### Assignment
Every line in the data below that includes "LayoutTooLarge" belongs in the answer, copied as it stands.

### Supplied data
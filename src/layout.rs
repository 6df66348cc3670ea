use crate::error::{CodecError, Result};
use crate::record::SlotSchema;
use crate::types::{FastHashSet, PointerWidth};
use serde::{Deserialize, Serialize};
use smol_str::SmolStr;
use xxhash_rust::xxh64::xxh64;

// ─── MemberKind ─────────────────────────────────────────────────────────────

/// Storage class of one compound member. Sizes are in bytes.
#[derive(Debug, Clone, Copy, PartialEq, Eq, Hash, Serialize, Deserialize)]
#[serde(rename_all = "snake_case")]
pub enum MemberKind {
    Bool,
    Int(usize),
    Float(usize),
    /// Inline string of a fixed byte length.
    FixedString(usize),
    /// String slot: one pointer-width handle.
    VlString,
    Opaque(usize),
}

impl MemberKind {
    #[inline]
    pub fn size(self, width: PointerWidth) -> usize {
        match self {
            MemberKind::Bool => 1,
            MemberKind::Int(n)
            | MemberKind::Float(n)
            | MemberKind::FixedString(n)
            | MemberKind::Opaque(n) => n,
            MemberKind::VlString => width.bytes(),
        }
    }

    /// Zero-sized members and float widths other than 2, 4 or 8 have no
    /// storage meaning.
    #[inline]
    pub fn is_valid_size(self, width: PointerWidth) -> bool {
        match self {
            MemberKind::Float(n) => matches!(n, 2 | 4 | 8),
            kind => kind.size(width) > 0,
        }
    }

    #[inline]
    pub fn is_vl_string(self) -> bool {
        matches!(self, MemberKind::VlString)
    }
}

// ─── MemberInfo ─────────────────────────────────────────────────────────────

/// One member of a compound record and where it sits.
#[derive(Debug, Clone, PartialEq, Eq)]
pub struct MemberInfo {
    name: SmolStr,
    kind: MemberKind,
    offset: usize,
}

impl MemberInfo {
    #[inline]
    pub fn name(&self) -> &str {
        &self.name
    }

    #[inline]
    pub fn kind(&self) -> MemberKind {
        self.kind
    }

    /// Byte offset within the record; 0 for the first member.
    #[inline]
    pub fn offset(&self) -> usize {
        self.offset
    }
}

impl std::fmt::Display for MemberInfo {
    fn fmt(&self, f: &mut std::fmt::Formatter<'_>) -> std::fmt::Result {
        write!(f, "{}:{:?}@{}", self.name, self.kind, self.offset)
    }
}

// ─── LayoutSpec ─────────────────────────────────────────────────────────────

/// Serializable description of a layout: the width and the ordered members.
/// Offsets are derived, never stored.
#[derive(Debug, Clone, PartialEq, Eq, Serialize, Deserialize)]
pub struct LayoutSpec {
    #[serde(default)]
    pub width: PointerWidth,
    pub members: Vec<(SmolStr, MemberKind)>,
}

// ─── CompoundLayout ─────────────────────────────────────────────────────────

/// Packed layout of a compound record: members are placed back to back in
/// declaration order, each at the running sum of the previous sizes.
#[derive(Debug, Clone)]
pub struct CompoundLayout {
    width: PointerWidth,
    members: Vec<MemberInfo>,
    record_size: usize,
    /// (name_hash, member position), sorted by hash.
    index: Vec<(u64, usize)>,
}

impl PartialEq for CompoundLayout {
    fn eq(&self, other: &Self) -> bool {
        self.width == other.width && self.members == other.members
    }
}

impl Eq for CompoundLayout {}

impl CompoundLayout {
    pub fn builder(width: PointerWidth) -> LayoutBuilder {
        LayoutBuilder {
            width,
            members: Vec::new(),
        }
    }

    pub fn from_spec(spec: &LayoutSpec) -> Result<Self> {
        spec.members
            .iter()
            .fold(Self::builder(spec.width), |b, (name, kind)| {
                b.member(name.clone(), *kind)
            })
            .build()
    }

    pub fn to_spec(&self) -> LayoutSpec {
        LayoutSpec {
            width: self.width,
            members: self
                .members
                .iter()
                .map(|m| (m.name.clone(), m.kind))
                .collect(),
        }
    }

    #[inline]
    pub fn width(&self) -> PointerWidth {
        self.width
    }

    #[inline]
    pub fn record_size(&self) -> usize {
        self.record_size
    }

    /// Members in declaration (offset) order.
    #[inline]
    pub fn members(&self) -> &[MemberInfo] {
        &self.members
    }

    /// Members sorted by name; two layouts with the same members in a
    /// different declaration order compare equal in this form.
    pub fn sorted_members(&self) -> Vec<&MemberInfo> {
        let mut sorted: Vec<&MemberInfo> = self.members.iter().collect();
        sorted.sort_by(|a, b| a.name.cmp(&b.name));
        sorted
    }

    /// Find a member by name.
    pub fn member(&self, name: &str) -> Option<&MemberInfo> {
        let hash = xxh64(name.as_bytes(), 0);
        let start = self.index.partition_point(|&(h, _)| h < hash);
        self.index[start..]
            .iter()
            .take_while(|&&(h, _)| h == hash)
            .map(|&(_, pos)| &self.members[pos])
            .find(|m| m.name.as_str() == name)
    }

    /// Offsets of every `VlString` member, in declaration order.
    pub fn vl_string_offsets(&self) -> impl Iterator<Item = usize> + '_ {
        self.members
            .iter()
            .filter(|m| m.kind.is_vl_string())
            .map(|m| m.offset)
    }

    /// Slot schema covering every `VlString` member.
    pub fn slot_schema(&self) -> Result<SlotSchema> {
        SlotSchema::new(self.record_size, self.width, self.vl_string_offsets())
    }

    pub fn to_cbor(&self) -> Result<Vec<u8>> {
        cbor4ii::serde::to_vec(Vec::new(), &self.to_spec())
            .map_err(|e| CodecError::Cbor(format!("{e:?}")))
    }

    pub fn from_cbor(data: &[u8]) -> Result<Self> {
        let spec: LayoutSpec =
            cbor4ii::serde::from_slice(data).map_err(|e| CodecError::Cbor(format!("{e:?}")))?;
        Self::from_spec(&spec)
    }

    pub fn from_json(json: &str) -> Result<Self> {
        let spec: LayoutSpec = serde_json::from_str(json)?;
        Self::from_spec(&spec)
    }
}

// ─── LayoutBuilder ──────────────────────────────────────────────────────────

pub struct LayoutBuilder {
    width: PointerWidth,
    members: Vec<(SmolStr, MemberKind)>,
}

impl LayoutBuilder {
    pub fn member(mut self, name: impl Into<SmolStr>, kind: MemberKind) -> Self {
        self.members.push((name.into(), kind));
        self
    }

    pub fn build(self) -> Result<CompoundLayout> {
        let mut seen: FastHashSet<SmolStr> = FastHashSet::default();
        let mut members = Vec::with_capacity(self.members.len());
        let mut offset = 0usize;

        for (name, kind) in self.members {
            if !seen.insert(name.clone()) {
                return Err(CodecError::DuplicateMember(name));
            }
            let size = kind.size(self.width);
            if !kind.is_valid_size(self.width) {
                return Err(CodecError::InvalidMemberSize { name, size });
            }
            let Some(next) = offset.checked_add(size) else {
                return Err(CodecError::LayoutTooLarge(name));
            };
            members.push(MemberInfo { name, kind, offset });
            offset = next;
        }

        if offset == 0 {
            return Err(CodecError::InvalidRecordSize(0));
        }

        let mut index: Vec<(u64, usize)> = members
            .iter()
            .enumerate()
            .map(|(pos, m)| (xxh64(m.name.as_bytes(), 0), pos))
            .collect();
        index.sort_unstable();

        Ok(CompoundLayout {
            width: self.width,
            members,
            record_size: offset,
            index,
        })
    }
}

#[cfg(test)]
mod tests {
    use super::*;

    fn sample() -> CompoundLayout {
        CompoundLayout::builder(PointerWidth::W64)
            .member("id", MemberKind::Int(4))
            .member("name", MemberKind::VlString)
            .member("flag", MemberKind::Bool)
            .member("code", MemberKind::FixedString(3))
            .member("comment", MemberKind::VlString)
            .build()
            .unwrap()
    }

    #[test]
    fn test_offsets_are_running_sums() {
        let layout = sample();
        let offsets: Vec<usize> = layout.members().iter().map(|m| m.offset()).collect();
        assert_eq!(offsets, vec![0, 4, 12, 13, 16]);
        assert_eq!(layout.record_size(), 24);
    }

    #[test]
    fn test_lookup_by_name() {
        let layout = sample();
        assert_eq!(layout.member("comment").map(|m| m.offset()), Some(16));
        assert_eq!(layout.member("flag").map(|m| m.kind()), Some(MemberKind::Bool));
        assert!(layout.member("missing").is_none());
    }

    #[test]
    fn test_slot_schema_from_vl_members() {
        let schema = sample().slot_schema().unwrap();
        assert_eq!(schema.record_size(), 24);
        assert_eq!(schema.offsets(), &[4, 16]);
    }

    #[test]
    fn test_w32_slots_are_four_bytes() {
        let layout = CompoundLayout::builder(PointerWidth::W32)
            .member("a", MemberKind::VlString)
            .member("b", MemberKind::VlString)
            .build()
            .unwrap();
        assert_eq!(layout.record_size(), 8);
        assert_eq!(layout.slot_schema().unwrap().offsets(), &[0, 4]);
    }

    #[test]
    fn test_duplicate_member_rejected() {
        let err = CompoundLayout::builder(PointerWidth::W64)
            .member("a", MemberKind::Bool)
            .member("a", MemberKind::VlString)
            .build()
            .unwrap_err();
        assert!(matches!(err, CodecError::DuplicateMember(ref n) if n == "a"));
    }

    #[test]
    fn test_empty_layout_rejected() {
        let err = CompoundLayout::builder(PointerWidth::W64).build().unwrap_err();
        assert!(matches!(err, CodecError::InvalidRecordSize(0)));
    }

    #[test]
    fn test_layout_size_overflow_rejected() {
        let err = CompoundLayout::from_json(
            r#"{"width":"w64","members":[["a",{"opaque":18446744073709551615}],["b","vl_string"]]}"#,
        )
        .unwrap_err();
        assert!(matches!(err, CodecError::LayoutTooLarge(ref n) if n == "b"));
    }

    #[test]
    fn test_zero_size_member_rejected() {
        let err = CompoundLayout::builder(PointerWidth::W64)
            .member("a", MemberKind::VlString)
            .member("pad", MemberKind::Opaque(0))
            .build()
            .unwrap_err();
        assert!(matches!(err, CodecError::InvalidMemberSize { ref name, size: 0 } if name == "pad"));

        let err = CompoundLayout::builder(PointerWidth::W64)
            .member("x", MemberKind::Float(3))
            .build()
            .unwrap_err();
        assert!(matches!(err, CodecError::InvalidMemberSize { size: 3, .. }));
        assert!(
            CompoundLayout::builder(PointerWidth::W64)
                .member("x", MemberKind::Float(4))
                .build()
                .is_ok()
        );
    }

    #[test]
    fn test_sorted_members_ignore_declaration_order() {
        let a = CompoundLayout::builder(PointerWidth::W64)
            .member("x", MemberKind::Int(8))
            .member("y", MemberKind::VlString)
            .build()
            .unwrap();
        let b = CompoundLayout::builder(PointerWidth::W64)
            .member("y", MemberKind::VlString)
            .member("x", MemberKind::Int(8))
            .build()
            .unwrap();
        let names_a: Vec<&str> = a.sorted_members().iter().map(|m| m.name()).collect();
        let names_b: Vec<&str> = b.sorted_members().iter().map(|m| m.name()).collect();
        assert_eq!(names_a, names_b);
        assert_ne!(a, b);
    }

    #[test]
    fn test_cbor_roundtrip() {
        let layout = sample();
        let bytes = layout.to_cbor().unwrap();
        let back = CompoundLayout::from_cbor(&bytes).unwrap();
        assert_eq!(back, layout);
        assert_eq!(back.member("name").map(|m| m.offset()), Some(4));
    }

    #[test]
    fn test_from_json() {
        let layout = CompoundLayout::from_json(
            r#"{ "width": "w64", "members": [["id", {"int": 8}], ["label", "vl_string"]] }"#,
        )
        .unwrap();
        assert_eq!(layout.record_size(), 16);
        assert_eq!(layout.member("label").map(|m| m.offset()), Some(8));
    }

    #[test]
    fn test_display() {
        let layout = sample();
        assert_eq!(layout.members()[1].to_string(), "name:VlString@4");
    }
}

### Result
                return Err(CodecError::LayoutTooLarge(name));
        assert!(matches!(err, CodecError::LayoutTooLarge(ref n) if n == "b"));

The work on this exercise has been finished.